Below are some entries. Copy each line in them that holds "MessageId".

Top of Data for the task

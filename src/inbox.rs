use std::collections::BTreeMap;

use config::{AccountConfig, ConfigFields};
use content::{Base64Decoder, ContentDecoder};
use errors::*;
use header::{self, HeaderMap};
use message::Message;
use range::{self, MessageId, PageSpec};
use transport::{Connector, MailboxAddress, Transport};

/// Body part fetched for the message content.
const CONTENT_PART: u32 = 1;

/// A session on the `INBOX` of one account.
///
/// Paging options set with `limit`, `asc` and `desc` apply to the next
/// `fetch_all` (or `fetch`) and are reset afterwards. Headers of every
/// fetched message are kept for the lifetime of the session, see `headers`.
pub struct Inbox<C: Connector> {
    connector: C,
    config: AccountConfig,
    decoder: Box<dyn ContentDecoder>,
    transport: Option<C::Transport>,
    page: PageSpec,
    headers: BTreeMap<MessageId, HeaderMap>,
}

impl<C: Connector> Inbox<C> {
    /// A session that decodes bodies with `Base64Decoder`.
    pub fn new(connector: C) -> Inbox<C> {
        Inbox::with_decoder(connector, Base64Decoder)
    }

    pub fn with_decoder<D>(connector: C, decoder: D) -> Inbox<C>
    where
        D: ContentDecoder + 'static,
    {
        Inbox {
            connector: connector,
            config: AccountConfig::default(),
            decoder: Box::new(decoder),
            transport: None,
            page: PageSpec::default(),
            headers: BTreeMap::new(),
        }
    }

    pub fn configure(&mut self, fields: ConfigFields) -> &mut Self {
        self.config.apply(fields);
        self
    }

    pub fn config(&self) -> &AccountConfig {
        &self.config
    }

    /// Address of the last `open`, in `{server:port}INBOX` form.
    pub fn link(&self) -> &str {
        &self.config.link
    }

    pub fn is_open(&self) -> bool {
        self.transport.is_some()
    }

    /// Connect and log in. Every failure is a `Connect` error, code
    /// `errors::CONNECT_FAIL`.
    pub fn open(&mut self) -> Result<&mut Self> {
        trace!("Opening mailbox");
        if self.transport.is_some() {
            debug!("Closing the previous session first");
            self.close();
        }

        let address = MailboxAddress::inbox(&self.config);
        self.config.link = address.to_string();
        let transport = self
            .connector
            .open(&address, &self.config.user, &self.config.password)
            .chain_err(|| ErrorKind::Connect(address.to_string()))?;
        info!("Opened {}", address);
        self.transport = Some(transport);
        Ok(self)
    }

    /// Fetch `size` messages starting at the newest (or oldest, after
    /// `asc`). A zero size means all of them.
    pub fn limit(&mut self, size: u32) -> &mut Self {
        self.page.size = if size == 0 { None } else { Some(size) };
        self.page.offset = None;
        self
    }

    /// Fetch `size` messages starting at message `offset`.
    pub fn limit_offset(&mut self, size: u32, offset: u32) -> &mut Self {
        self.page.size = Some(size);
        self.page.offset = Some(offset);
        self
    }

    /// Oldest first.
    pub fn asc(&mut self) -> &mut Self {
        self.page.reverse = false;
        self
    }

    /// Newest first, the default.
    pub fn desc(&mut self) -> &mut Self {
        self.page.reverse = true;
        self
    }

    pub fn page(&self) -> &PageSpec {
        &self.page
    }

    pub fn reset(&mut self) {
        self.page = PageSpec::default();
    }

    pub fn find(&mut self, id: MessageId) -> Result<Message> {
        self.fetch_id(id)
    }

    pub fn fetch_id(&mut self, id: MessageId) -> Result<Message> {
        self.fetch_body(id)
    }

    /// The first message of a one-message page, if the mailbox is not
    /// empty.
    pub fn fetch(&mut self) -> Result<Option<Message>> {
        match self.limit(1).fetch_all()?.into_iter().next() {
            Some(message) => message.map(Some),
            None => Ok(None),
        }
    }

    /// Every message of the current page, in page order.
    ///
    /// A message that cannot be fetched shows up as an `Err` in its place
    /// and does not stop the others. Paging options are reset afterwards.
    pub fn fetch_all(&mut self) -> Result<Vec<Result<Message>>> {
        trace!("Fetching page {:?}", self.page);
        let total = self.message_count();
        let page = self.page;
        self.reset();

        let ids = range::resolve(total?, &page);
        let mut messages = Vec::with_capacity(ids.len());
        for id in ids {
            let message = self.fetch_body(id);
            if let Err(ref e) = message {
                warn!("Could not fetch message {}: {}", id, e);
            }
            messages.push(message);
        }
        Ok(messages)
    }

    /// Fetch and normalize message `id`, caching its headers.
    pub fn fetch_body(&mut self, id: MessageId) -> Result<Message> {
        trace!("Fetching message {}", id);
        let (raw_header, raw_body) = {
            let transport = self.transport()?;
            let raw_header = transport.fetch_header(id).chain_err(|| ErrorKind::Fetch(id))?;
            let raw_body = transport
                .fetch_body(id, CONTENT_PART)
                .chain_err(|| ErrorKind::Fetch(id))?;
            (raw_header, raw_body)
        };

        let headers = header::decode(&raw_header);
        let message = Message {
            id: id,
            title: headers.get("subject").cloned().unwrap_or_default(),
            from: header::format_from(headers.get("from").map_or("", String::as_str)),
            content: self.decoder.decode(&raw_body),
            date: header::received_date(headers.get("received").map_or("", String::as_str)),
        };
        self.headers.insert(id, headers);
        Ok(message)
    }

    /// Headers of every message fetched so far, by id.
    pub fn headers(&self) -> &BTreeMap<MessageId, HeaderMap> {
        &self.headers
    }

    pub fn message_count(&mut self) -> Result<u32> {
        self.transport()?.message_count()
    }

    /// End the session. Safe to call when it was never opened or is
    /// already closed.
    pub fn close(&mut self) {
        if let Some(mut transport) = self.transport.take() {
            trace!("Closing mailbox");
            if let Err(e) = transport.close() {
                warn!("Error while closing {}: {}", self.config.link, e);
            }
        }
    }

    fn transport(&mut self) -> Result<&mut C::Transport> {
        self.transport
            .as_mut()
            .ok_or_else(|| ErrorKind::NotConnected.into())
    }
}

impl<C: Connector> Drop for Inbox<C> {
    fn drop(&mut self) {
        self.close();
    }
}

Bottom of Data for the task

Task answer.
use range::{self, MessageId, PageSpec};
    headers: BTreeMap<MessageId, HeaderMap>,
    pub fn find(&mut self, id: MessageId) -> Result<Message> {
    pub fn fetch_id(&mut self, id: MessageId) -> Result<Message> {
    pub fn fetch_body(&mut self, id: MessageId) -> Result<Message> {
    pub fn headers(&self) -> &BTreeMap<MessageId, HeaderMap> {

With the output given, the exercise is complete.